More than a decade in the making, the CORE Act would establish a range of new protections for more than 400,000 acres of federally-owned land across Colorado. It would withdraw more than 200,000 acres of land in the Thompson Divide area from future oil and gas development, add roughly 73,000 acres to new and existing wilderness areas and establish a first-of-its-kind “National Historic Landscape” designation around the site of Camp Hale, a World War II training facility north of Leadville.
The Democratic-controlled House of Representatives passed the CORE Act twice in the 116th Congress, but the legislation stalled in the Senate amid a lack of support from former GOP Sen. Cory Gardner and opposition from the Trump administration, which said the bill didn’t align with its “energy dominance” agenda. A last-ditch effort by House Democrats to pass the bill as part of a defense-appropriations bill in December proved unsuccessful.
“We came pretty darn close to getting it into law, but unfortunately weren’t able to cross that final line to the president’s desk,” Neguse said. “I have no doubt that this is the year that we make the CORE ACT reality.”
Rep. Lauren Boebert, the Republican firebrand newly elected to represents Colorado’s 3rd Congressional District, where much of the land affected by the CORE Act is located, denounced the legislation on the campaign trail in 2020, calling it a “land grab by Denver’s liberals.” Boebert’s GOP predecessor, Rep.
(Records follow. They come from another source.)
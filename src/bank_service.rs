use chrono::Utc;
use serde::Serialize;
use std::sync::Arc;

use crate::content_hash::compute_content_hash;
use crate::errors::{BankError, BankResult, ErrorContext};
use crate::models::*;
use crate::normalize::slugify;
use crate::store::EntityStore;
use crate::{log_service_start, log_service_success, log_service_warn};

/// Outcome of recomputing stored content hashes.
#[derive(Debug, Clone, Default, PartialEq, Serialize)]
#[serde(rename_all = "camelCase")]
pub struct RehashReport {
    pub examined: usize,
    pub changed_question_ids: Vec<String>,
    pub dry_run: bool,
}

#[derive(Clone)]
pub struct BankService {
    store: Arc<dyn EntityStore>,
}
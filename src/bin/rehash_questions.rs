use anyhow::Result;
use clap::Parser;
use std::sync::Arc;

use question_bank::bank_service::{BankService, RehashReport};
use question_bank::{Database, EntityStore};

/// Recomputes the stored content hash of every question.
///
/// Needed after the hashing rules change or after rows were edited outside
/// the bank service.
#[derive(Parser)]
#[command(name = "rehash_questions")]
struct Args {
    /// Report what would change without writing
    #[arg(long)]
    dry_run: bool,

    #[arg(long, env = "DATABASE_URL", default_value = "sqlite:question_bank.db")]
    database_url: String,
}

const LISTED_IDS: usize = 10;

fn summary_lines(report: &RehashReport) -> Vec<String> {
    let mut lines = vec!["\n=== Rehash Summary ===".to_string(), format!("Questions examined: {}", report.examined)];

    if report.dry_run {
        lines.push(format!("Hashes that WOULD BE updated: {}", report.changed_question_ids.len()));
        lines.push("\n** DRY RUN MODE - No changes were made **".to_string());
    } else {
        lines.push(format!("Hashes updated: {}", report.changed_question_ids.len()));
    }

    for id in report.changed_question_ids.iter().take(LISTED_IDS) {
        lines.push(format!("  - {}", id));
    }
    if report.changed_question_ids.len() > LISTED_IDS {
        lines.push(format!("  ... and {} more", report.changed_question_ids.len() - LISTED_IDS));
    }

    lines
}

fn print_summary(report: &RehashReport) {
    for line in summary_lines(report) {
        println!("{}", line);
    }
}

#[tokio::main]
async fn main() -> Result<()> {
    dotenvy::dotenv().ok();
    tracing_subscriber::fmt()
        .with_env_filter(tracing_subscriber::EnvFilter::from_default_env())
        .with_writer(std::io::stderr)
        .init();

    let args = Args::parse();

    println!("=== Question Rehash Tool ===");
    if args.dry_run {
        println!("** RUNNING IN DRY-RUN MODE **");
    }
    println!("\nConnecting to database: {}", args.database_url);

    let db = Database::new(&args.database_url).await?;
    let store: Arc<dyn EntityStore> = Arc::new(db);
    let service = BankService::new(store);

    let report = service.rehash_questions(args.dry_run).await?;
    print_summary(&report);

    if args.dry_run && !report.changed_question_ids.is_empty() {
        println!("\nTo apply the changes, run:");
        println!("cargo run --bin rehash_questions");
    }

    Ok(())
}
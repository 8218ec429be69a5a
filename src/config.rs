use anyhow::{Result, anyhow};
use serde::Deserialize;
use std::env;
use tracing::{info, warn};

use crate::{log_system_event, log_validation};

pub const DEFAULT_MAX_IMAGE_BYTES: usize = 5 * 1024 * 1024;

/// Complete application configuration loaded from environment variables
#[derive(Debug, Clone, Deserialize)]
pub struct Config {
    pub database: DatabaseConfig,
    pub logging: LoggingConfig,
    pub resources: ResourceConfig,
    pub import: ImportConfig,
}

/// Database connection configuration
#[derive(Debug, Clone, Deserialize)]
pub struct DatabaseConfig {
    pub url: String,
}

/// Logging system configuration
#[derive(Debug, Clone, Deserialize)]
pub struct LoggingConfig {
    pub level: String,
    pub file_enabled: bool,
    pub console_enabled: bool,
    pub log_directory: String,
}

/// Location of the read-only static resources (extra info, file indexes)
#[derive(Debug, Clone, Deserialize)]
pub struct ResourceConfig {
    pub directory: String,
}

/// Limits applied while importing contribution packs
#[derive(Debug, Clone, Deserialize)]
pub struct ImportConfig {
    pub max_image_bytes: usize,
}

impl Config {
    /// Load configuration from environment variables with sensible defaults
    pub fn from_env() -> Result<Self> {
        log_system_event!(config, "Loading application configuration from environment variables");

        let config = Config {
            database: DatabaseConfig::from_env()?,
            logging: LoggingConfig::from_env()?,
            resources: ResourceConfig::from_env()?,
            import: ImportConfig::from_env()?,
        };

        log_system_event!(config, "Configuration loaded successfully");
        config.log_configuration_summary();

        Ok(config)
    }

    /// Log a summary of loaded configuration (without sensitive data)
    fn log_configuration_summary(&self) {
        info!(
            database_url_masked = %mask_sensitive_data(&self.database.url),
            resource_directory = %self.resources.directory,
            max_image_bytes = self.import.max_image_bytes,
            log_level = %self.logging.level,
            "Configuration summary"
        );
    }

    /// Validate configuration values
    pub fn validate(&self) -> Result<()> {
        if !self.database.url.starts_with("sqlite:") {
            return Err(anyhow!("DATABASE_URL must start with 'sqlite:'"));
        }

        if self.import.max_image_bytes == 0 {
            return Err(anyhow!("IMPORT_MAX_IMAGE_BYTES must be greater than 0"));
        }

        if self.resources.directory.trim().is_empty() {
            warn!("RESOURCE_DIRECTORY is empty, static resources will resolve relative to the working directory");
        }

        let base_level = self.logging.level.split(',').next().unwrap_or("").to_lowercase();
        if !["trace", "debug", "info", "warn", "error"].contains(&base_level.as_str()) {
            warn!("Invalid log level '{}', using 'info' as fallback", self.logging.level);
        }

        log_validation!(success, "configuration", "Configuration validation completed successfully");
        Ok(())
    }
}

impl DatabaseConfig {
    fn from_env() -> Result<Self> {
        let url = env::var("DATABASE_URL").unwrap_or_else(|_| "sqlite:question_bank.db".to_string());

        Ok(DatabaseConfig { url })
    }
}

impl LoggingConfig {
    fn from_env() -> Result<Self> {
        let level = env::var("RUST_LOG").unwrap_or_else(|_| "info,question_bank=debug".to_string());

        let file_enabled = env::var("LOG_FILE_ENABLED")
            .unwrap_or_else(|_| "false".to_string())
            .parse::<bool>()
            .unwrap_or(false);

        let console_enabled = env::var("LOG_CONSOLE_ENABLED")
            .unwrap_or_else(|_| "true".to_string())
            .parse::<bool>()
            .unwrap_or(true);

        let log_directory = env::var("LOG_DIRECTORY").unwrap_or_else(|_| "logs".to_string());

        Ok(LoggingConfig {
            level,
            file_enabled,
            console_enabled,
            log_directory,
        })
    }
}

impl ResourceConfig {
    fn from_env() -> Result<Self> {
        let directory = env::var("RESOURCE_DIRECTORY").unwrap_or_else(|_| "resources".to_string());

        Ok(ResourceConfig { directory })
    }
}

impl ImportConfig {
    fn from_env() -> Result<Self> {
        let max_image_bytes = match env::var("IMPORT_MAX_IMAGE_BYTES") {
            Ok(raw) => raw.trim().parse::<usize>().map_err(|_| {
                anyhow!("Invalid IMPORT_MAX_IMAGE_BYTES value: '{}'. Must be a positive integer", raw)
            })?,
            Err(_) => DEFAULT_MAX_IMAGE_BYTES,
        };

        Ok(ImportConfig { max_image_bytes })
    }
}

/// Mask sensitive data in configuration for safe logging
fn mask_sensitive_data(data: &str) -> String {
    let chars: Vec<char> = data.chars().collect();
    if chars.len() <= 8 {
        "*".repeat(chars.len())
    } else {
        let head: String = chars[..4].iter().collect();
        let tail: String = chars[chars.len() - 4..].iter().collect();
        format!("{}***{}", head, tail)
    }
}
Scott Tipton, also opposed the bill, voicing concerns about a lack of local buy-in.
But Bennet dismissed those criticisms, saying that the bill is the product of years of hard-won compromises and “was written in Colorado, not Washington.” Hilary Cooper, a San Miguel County Commissioner, agreed.
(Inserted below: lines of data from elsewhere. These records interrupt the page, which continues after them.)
// Macros file - tracing macros are imported within the macro definitions

/// Standardized logging macros so every component reports with the same field
/// names (`service`, `operation`, `component`, `pack_id`, ...).

// ============================================================================
// Service Layer Logging Macros
// ============================================================================

/// Log service operation start with context
#[macro_export]
macro_rules! log_service_start {
    ($service:expr, $operation:expr, subject_id = $subject_id:expr) => {
        tracing::debug!(
            service = $service,
            operation = $operation,
            subject_id = %$subject_id,
            "Service operation started"
        );
    };
    ($service:expr, $operation:expr, question_id = $question_id:expr) => {
        tracing::debug!(
            service = $service,
            operation = $operation,
            question_id = %$question_id,
            "Service operation started"
        );
    };
    ($service:expr, $operation:expr) => {
        tracing::debug!(
            service = $service,
            operation = $operation,
            "Service operation started"
        );
    };
}

/// Log service operation success
#[macro_export]
macro_rules! log_service_success {
    ($service:expr, $operation:expr, subject_id = $subject_id:expr, $msg:expr) => {
        tracing::info!(
            service = $service,
            operation = $operation,
            subject_id = %$subject_id,
            "Service operation completed: {}", $msg
        );
    };
    ($service:expr, $operation:expr, question_id = $question_id:expr, $msg:expr) => {
        tracing::info!(
            service = $service,
            operation = $operation,
            question_id = %$question_id,
            "Service operation completed: {}", $msg
        );
    };
    ($service:expr, $operation:expr, count = $count:expr, duration_ms = $duration:expr) => {
        tracing::info!(
            service = $service,
            operation = $operation,
            count = $count,
            duration_ms = $duration,
            "Service operation completed successfully"
        );
    };
    ($service:expr, $operation:expr, $msg:expr) => {
        tracing::info!(
            service = $service,
            operation = $operation,
            "Service operation completed: {}", $msg
        );
    };
}

/// Log service operation errors
#[macro_export]
macro_rules! log_service_error {
    ($service:expr, $operation:expr, error = $error:expr) => {
        tracing::error!(
            service = $service,
            operation = $operation,
            error = %$error,
            "Service operation failed"
        );
    };
}

/// Log service warnings
#[macro_export]
macro_rules! log_service_warn {
    ($service:expr, $operation:expr, $msg:expr) => {
        tracing::warn!(
            service = $service,
            operation = $operation,
            "Service warning: {}",
            $msg
        );
    };
}

// ============================================================================
// Database Operation Logging Macros
// ============================================================================

/// Log database operation performance and results
#[macro_export]
macro_rules! log_db_operation {
    (debug, $operation:expr, count = $count:expr, duration_ms = $duration:expr) => {
        tracing::debug!(
            component = "database",
            operation = %$operation,
            result_count = $count,
            duration_ms = $duration,
            "Database operation completed"
        );
    };
    (info, $operation:expr, $msg:expr) => {
        tracing::info!(
            component = "database",
            operation = %$operation,
            "Database operation: {}", $msg
        );
    };
    (error, $operation:expr, error = $error:expr) => {
        tracing::error!(
            component = "database",
            operation = %$operation,
            error = %$error,
            "Database operation failed"
        );
    };
}

// ============================================================================
// Merge / Transfer Logging Macros
// ============================================================================

/// Log contribution merge and bank transfer progress with pack context
#[macro_export]
macro_rules! log_merge_event {
    (start, pack_id = $pack_id:expr, questions = $count:expr) => {
        tracing::info!(
            component = "merge_engine",
            pack_id = %$pack_id,
            question_count = $count,
            "Contribution merge started"
        );
    };
    (created, $entity:expr, pack_id = $pack_id:expr, id = $id:expr) => {
        tracing::debug!(
            component = "merge_engine",
            pack_id = %$pack_id,
            entity = $entity,
            id = %$id,
            "Entity created from contribution"
        );
    };
    (dedup, pack_id = $pack_id:expr, index = $index:expr, existing = $existing:expr) => {
        tracing::debug!(
            component = "merge_engine",
            pack_id = %$pack_id,
            index = $index,
            existing_question_id = %$existing,
            "Contribution question deduplicated"
        );
    };
    (issue, pack_id = $pack_id:expr, index = $index:expr, $msg:expr) => {
        tracing::warn!(
            component = "merge_engine",
            pack_id = %$pack_id,
            index = ?$index,
            "Contribution item skipped: {}", $msg
        );
    };
    (done, pack_id = $pack_id:expr, imported = $imported:expr, deduplicated = $dedup:expr, errors = $errors:expr) => {
        tracing::info!(
            component = "merge_engine",
            pack_id = %$pack_id,
            imported = $imported,
            deduplicated = $dedup,
            error_count = $errors,
            "Contribution merge finished"
        );
    };
}

// ============================================================================
// System Event Logging Macros
// ============================================================================

/// Log system startup and shutdown events
#[macro_export]
macro_rules! log_system_event {
    (startup, component = $component:expr, $msg:expr) => {
        tracing::info!(
            event_type = "startup",
            component = $component,
            "System event: {}",
            $msg
        );
    };
    (shutdown, component = $component:expr, $msg:expr) => {
        tracing::info!(
            event_type = "shutdown",
            component = $component,
            "System event: {}",
            $msg
        );
    };
    (config, $msg:expr) => {
        tracing::info!(event_type = "configuration", "System event: {}", $msg);
    };
}

// ============================================================================
// Performance Logging Macros
// ============================================================================

/// Log performance metrics with consistent structure
#[macro_export]
macro_rules! log_performance {
    ($operation:expr, duration_ms = $duration:expr, items = $items:expr) => {
        tracing::debug!(
            event_type = "performance",
            operation = $operation,
            duration_ms = $duration,
            items = $items,
            "Performance metrics"
        );
    };
    ($operation:expr, duration_ms = $duration:expr) => {
        tracing::debug!(
            event_type = "performance",
            operation = $operation,
            duration_ms = $duration,
            "Performance metrics"
        );
    };
}

// ============================================================================
// Validation Logging Macros
// ============================================================================

/// Log validation results consistently
#[macro_export]
macro_rules! log_validation {
    (success, $component:expr, $msg:expr) => {
        tracing::debug!(
            event_type = "validation",
            component = $component,
            result = "success",
            "Validation completed: {}", $msg
        );
    };
    (failure, $component:expr, error = $error:expr) => {
        tracing::warn!(
            event_type = "validation",
            component = $component,
            result = "failure",
            error = %$error,
            "Validation failed"
        );
    };
}
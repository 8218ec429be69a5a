use std::collections::HashSet;

use crate::models::{AnswerResult, ClozeBlank, Question, QuestionPayload, UserAnswer};
use crate::normalize::normalize_text;

/// Multiple choice: the selected set must equal the correct set exactly.
pub fn score_test(correct_option_ids: &[String], answer: &UserAnswer) -> AnswerResult {
    let correct: HashSet<&str> = correct_option_ids.iter().map(String::as_str).collect();
    let selected: HashSet<&str> = answer
        .selected_option_ids
        .as_deref()
        .unwrap_or(&[])
        .iter()
        .map(String::as_str)
        .collect();

    if correct == selected {
        AnswerResult::Correct
    } else {
        AnswerResult::Wrong
    }
}

/// Cloze: every blank must match one of its accepted answers after
/// normalization. One miss fails the whole question.
pub fn score_completar(blanks: &[ClozeBlank], answer: &UserAnswer) -> AnswerResult {
    let all_match = blanks.iter().all(|blank| {
        let input = answer
            .blank_answers
            .as_ref()
            .and_then(|inputs| inputs.get(&blank.id))
            .map(|s| normalize_text(s, true))
            .unwrap_or_default();

        blank.accepted.iter().any(|accepted| normalize_text(accepted, true) == input)
    });

    if all_match {
        AnswerResult::Correct
    } else {
        AnswerResult::Wrong
    }
}

/// Scores an answer. Free-text types are never auto-graded: their result is
/// whatever manual grade the answer carries, `None` meaning ungraded.
pub fn score_answer(question: &Question, answer: &UserAnswer) -> Option<AnswerResult> {
    match &question.payload {
        QuestionPayload::Test { correct_option_ids, .. } => Some(score_test(correct_option_ids, answer)),
        QuestionPayload::Completar { blanks, .. } => Some(score_completar(blanks, answer)),
        QuestionPayload::Desarrollo { .. } | QuestionPayload::Practico { .. } => answer.manual_result,
    }
}

/// Grading hint: how many keywords occur in the free text.
pub fn keyword_match_count(question: &Question, free_text: &str) -> usize {
    let text = normalize_text(free_text, true);

    question
        .payload
        .keywords()
        .iter()
        .map(|k| normalize_text(k, true))
        .filter(|k| !k.is_empty() && text.contains(k.as_str()))
        .count()
}
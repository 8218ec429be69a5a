use unicode_normalization::UnicodeNormalization;
use unicode_normalization::char::is_combining_mark;

/// Canonical form used for case/accent-insensitive comparisons.
///
/// Trims, lowercases and collapses whitespace runs to a single space. When
/// `remove_diacritics` is set the text is decomposed (NFD) and combining marks
/// are dropped, so `"París"` and `"paris"` compare equal.
pub fn normalize_text(s: &str, remove_diacritics: bool) -> String {
    let lowered = if remove_diacritics {
        strip_diacritics(&s.to_lowercase())
    } else {
        s.to_lowercase()
    };

    lowered.split_whitespace().collect::<Vec<_>>().join(" ")
}

/// Stable identity key for subjects and topics.
///
/// Must stay byte-for-byte identical everywhere a slug is derived: it is the
/// join key between independently created databases and the static resource
/// directory layout.
pub fn slugify(s: &str) -> String {
    let folded = strip_diacritics(&s.to_lowercase());

    let kept: String = folded
        .chars()
        .filter(|c| c.is_ascii_lowercase() || c.is_ascii_digit() || c.is_whitespace() || *c == '-')
        .collect();

    let hyphenated = kept.split_whitespace().collect::<Vec<_>>().join("-");

    let mut slug = String::with_capacity(hyphenated.len());
    for c in hyphenated.chars() {
        if c == '-' && slug.ends_with('-') {
            continue;
        }
        slug.push(c);
    }

    slug
}

fn strip_diacritics(s: &str) -> String {
    s.nfd().filter(|c| !is_combining_mark(*c)).collect()
}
“We have considered every single reasonable comment, criticism and concern, and adapted that into the bill,” Cooper said. “These are treasured places, and are also a much-needed boost to our local economies, especially during the pandemic.”
Hickenlooper, who repeatedly criticized Gardner’s lack of support for the CORE Act in a successful campaign to unseat the Yuma Republican last year, also announced on Tuesday that he had been appointed to the Senate Committee on Energy and Natural Resources, where he’ll play a key role in crafting public-lands legislation.
“I’m pretty optimistic,” said Hickenlooper of the bill’s chances. “It’s a beautiful bill, I feel honored to be a part of it. And I will lie awake at night if we can’t get this done pretty quickly.”